▶ **Saved data entries**
────────────────────────────────────────
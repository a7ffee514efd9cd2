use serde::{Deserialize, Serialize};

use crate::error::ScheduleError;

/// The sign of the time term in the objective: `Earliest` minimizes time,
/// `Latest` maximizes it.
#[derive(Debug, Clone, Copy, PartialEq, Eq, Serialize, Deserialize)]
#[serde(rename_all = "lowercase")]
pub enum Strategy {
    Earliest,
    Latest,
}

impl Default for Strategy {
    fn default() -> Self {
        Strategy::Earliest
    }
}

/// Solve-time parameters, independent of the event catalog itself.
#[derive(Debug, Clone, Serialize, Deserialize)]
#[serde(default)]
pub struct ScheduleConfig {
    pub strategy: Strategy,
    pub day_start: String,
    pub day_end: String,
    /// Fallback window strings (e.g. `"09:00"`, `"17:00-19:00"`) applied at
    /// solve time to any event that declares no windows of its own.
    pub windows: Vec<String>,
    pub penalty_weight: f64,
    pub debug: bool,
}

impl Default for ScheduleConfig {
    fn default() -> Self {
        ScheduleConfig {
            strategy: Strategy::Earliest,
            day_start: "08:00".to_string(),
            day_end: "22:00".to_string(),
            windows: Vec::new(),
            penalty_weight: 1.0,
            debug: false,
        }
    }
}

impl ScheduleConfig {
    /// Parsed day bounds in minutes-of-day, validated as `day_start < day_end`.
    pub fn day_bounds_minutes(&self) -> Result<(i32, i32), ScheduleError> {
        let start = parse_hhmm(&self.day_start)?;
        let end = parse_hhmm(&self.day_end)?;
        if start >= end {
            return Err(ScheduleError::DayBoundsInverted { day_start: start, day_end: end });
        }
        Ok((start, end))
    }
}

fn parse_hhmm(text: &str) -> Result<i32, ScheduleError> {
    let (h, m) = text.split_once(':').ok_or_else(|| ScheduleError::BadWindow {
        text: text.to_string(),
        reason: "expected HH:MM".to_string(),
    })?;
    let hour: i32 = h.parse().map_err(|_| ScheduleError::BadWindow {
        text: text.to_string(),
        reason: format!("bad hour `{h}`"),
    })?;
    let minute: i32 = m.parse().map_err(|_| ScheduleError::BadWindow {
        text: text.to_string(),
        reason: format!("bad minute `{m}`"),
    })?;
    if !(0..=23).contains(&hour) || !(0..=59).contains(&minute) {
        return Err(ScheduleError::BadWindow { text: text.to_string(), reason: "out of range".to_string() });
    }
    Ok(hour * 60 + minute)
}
────────────────────────────────────────
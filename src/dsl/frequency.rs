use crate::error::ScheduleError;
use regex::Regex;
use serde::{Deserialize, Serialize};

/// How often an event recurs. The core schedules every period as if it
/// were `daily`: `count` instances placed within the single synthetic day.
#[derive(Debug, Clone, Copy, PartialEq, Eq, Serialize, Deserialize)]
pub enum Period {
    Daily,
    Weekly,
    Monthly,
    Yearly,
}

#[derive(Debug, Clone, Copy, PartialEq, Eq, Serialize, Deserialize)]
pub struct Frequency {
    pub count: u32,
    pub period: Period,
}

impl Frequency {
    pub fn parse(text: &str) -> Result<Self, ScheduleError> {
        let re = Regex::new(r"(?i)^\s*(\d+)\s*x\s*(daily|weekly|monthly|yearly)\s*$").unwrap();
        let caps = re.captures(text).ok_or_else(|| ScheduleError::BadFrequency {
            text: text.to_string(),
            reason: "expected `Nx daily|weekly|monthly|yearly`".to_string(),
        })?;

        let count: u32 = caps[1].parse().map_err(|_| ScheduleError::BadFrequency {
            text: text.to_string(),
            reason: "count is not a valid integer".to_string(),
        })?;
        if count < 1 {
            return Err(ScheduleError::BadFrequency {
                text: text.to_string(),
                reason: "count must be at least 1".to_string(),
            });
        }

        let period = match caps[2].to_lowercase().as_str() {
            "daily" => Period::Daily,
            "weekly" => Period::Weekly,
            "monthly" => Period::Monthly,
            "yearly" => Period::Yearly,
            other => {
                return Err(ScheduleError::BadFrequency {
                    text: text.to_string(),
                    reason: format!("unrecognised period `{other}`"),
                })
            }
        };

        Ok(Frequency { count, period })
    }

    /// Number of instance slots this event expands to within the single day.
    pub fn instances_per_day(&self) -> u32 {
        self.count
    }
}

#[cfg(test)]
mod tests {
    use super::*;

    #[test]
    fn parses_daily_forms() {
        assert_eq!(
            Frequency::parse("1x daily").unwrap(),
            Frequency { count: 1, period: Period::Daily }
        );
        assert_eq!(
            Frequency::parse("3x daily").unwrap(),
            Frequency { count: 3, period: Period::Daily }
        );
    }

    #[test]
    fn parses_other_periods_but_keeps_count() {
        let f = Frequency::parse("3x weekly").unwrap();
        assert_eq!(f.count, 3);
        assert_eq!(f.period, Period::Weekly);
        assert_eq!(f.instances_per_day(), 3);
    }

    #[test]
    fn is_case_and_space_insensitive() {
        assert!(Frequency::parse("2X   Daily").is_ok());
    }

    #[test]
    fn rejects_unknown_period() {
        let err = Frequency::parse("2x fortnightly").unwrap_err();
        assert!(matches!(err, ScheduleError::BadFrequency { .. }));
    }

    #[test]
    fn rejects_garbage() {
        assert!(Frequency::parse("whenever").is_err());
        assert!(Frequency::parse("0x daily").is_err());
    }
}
────────────────────────────────────────
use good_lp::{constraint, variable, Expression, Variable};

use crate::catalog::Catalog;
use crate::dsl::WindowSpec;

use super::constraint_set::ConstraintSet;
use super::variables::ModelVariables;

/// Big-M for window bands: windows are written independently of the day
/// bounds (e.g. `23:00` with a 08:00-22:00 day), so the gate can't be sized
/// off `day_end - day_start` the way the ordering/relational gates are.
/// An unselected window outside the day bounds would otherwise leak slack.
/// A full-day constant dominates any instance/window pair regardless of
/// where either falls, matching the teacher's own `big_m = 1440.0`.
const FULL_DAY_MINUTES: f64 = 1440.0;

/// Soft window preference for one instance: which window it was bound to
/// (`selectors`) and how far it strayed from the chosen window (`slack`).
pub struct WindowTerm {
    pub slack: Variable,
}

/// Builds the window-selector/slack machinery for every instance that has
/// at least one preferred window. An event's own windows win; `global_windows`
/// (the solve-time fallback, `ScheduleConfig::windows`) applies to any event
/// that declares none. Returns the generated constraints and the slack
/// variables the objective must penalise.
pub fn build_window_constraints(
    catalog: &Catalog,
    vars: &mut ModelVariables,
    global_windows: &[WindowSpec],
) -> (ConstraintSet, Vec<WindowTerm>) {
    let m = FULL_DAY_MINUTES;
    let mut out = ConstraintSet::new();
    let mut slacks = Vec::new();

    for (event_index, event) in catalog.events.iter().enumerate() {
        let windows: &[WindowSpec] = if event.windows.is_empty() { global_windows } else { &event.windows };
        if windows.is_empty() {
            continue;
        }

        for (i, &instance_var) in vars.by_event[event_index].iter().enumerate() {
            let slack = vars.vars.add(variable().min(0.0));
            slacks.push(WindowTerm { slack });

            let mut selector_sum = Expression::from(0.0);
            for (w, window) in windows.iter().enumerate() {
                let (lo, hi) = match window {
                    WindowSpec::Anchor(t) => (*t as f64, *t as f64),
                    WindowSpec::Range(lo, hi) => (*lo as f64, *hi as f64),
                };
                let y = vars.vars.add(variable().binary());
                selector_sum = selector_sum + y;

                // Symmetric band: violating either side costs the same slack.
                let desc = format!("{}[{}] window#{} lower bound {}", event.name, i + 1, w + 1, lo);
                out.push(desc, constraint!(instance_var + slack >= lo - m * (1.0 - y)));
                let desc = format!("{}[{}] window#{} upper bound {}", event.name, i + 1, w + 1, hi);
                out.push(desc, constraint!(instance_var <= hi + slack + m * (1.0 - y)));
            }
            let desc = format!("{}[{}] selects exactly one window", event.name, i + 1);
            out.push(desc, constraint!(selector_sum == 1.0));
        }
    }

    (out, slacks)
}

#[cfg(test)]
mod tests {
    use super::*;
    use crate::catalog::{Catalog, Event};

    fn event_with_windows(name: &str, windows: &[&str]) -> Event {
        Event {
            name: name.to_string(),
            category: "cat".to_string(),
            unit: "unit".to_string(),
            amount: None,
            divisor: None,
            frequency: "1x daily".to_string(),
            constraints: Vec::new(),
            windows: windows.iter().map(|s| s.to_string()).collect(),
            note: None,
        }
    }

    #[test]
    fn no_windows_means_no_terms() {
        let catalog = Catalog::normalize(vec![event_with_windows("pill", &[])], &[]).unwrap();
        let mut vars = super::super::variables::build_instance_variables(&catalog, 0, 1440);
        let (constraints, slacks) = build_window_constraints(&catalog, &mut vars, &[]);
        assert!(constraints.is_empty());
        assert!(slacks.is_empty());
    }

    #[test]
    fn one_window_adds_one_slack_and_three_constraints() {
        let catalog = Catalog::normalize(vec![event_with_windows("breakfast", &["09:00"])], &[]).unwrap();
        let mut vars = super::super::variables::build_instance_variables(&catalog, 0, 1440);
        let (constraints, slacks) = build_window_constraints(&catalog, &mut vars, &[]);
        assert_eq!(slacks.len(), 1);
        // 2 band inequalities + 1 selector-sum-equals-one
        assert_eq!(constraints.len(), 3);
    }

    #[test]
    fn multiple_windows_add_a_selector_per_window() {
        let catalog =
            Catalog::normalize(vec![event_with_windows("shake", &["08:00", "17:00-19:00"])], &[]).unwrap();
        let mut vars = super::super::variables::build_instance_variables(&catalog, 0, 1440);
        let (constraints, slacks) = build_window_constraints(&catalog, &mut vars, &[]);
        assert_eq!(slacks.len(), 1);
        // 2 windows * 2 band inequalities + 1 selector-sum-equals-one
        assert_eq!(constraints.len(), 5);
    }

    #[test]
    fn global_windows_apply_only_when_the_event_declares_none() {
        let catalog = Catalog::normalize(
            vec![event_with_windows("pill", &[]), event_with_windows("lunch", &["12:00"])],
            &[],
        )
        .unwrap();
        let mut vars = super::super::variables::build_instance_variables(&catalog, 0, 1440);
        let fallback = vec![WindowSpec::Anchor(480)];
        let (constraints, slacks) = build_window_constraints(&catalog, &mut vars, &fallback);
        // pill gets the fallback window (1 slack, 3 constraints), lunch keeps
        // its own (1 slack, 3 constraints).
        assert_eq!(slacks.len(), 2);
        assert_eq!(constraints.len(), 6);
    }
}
────────────────────────────────────────
▶ **Activity**
Of the lines above, show those in which "every" appears.

▶ **The completed task**
/// How often an event recurs. The core schedules every period as if it
/// Builds the window-selector/slack machinery for every instance that has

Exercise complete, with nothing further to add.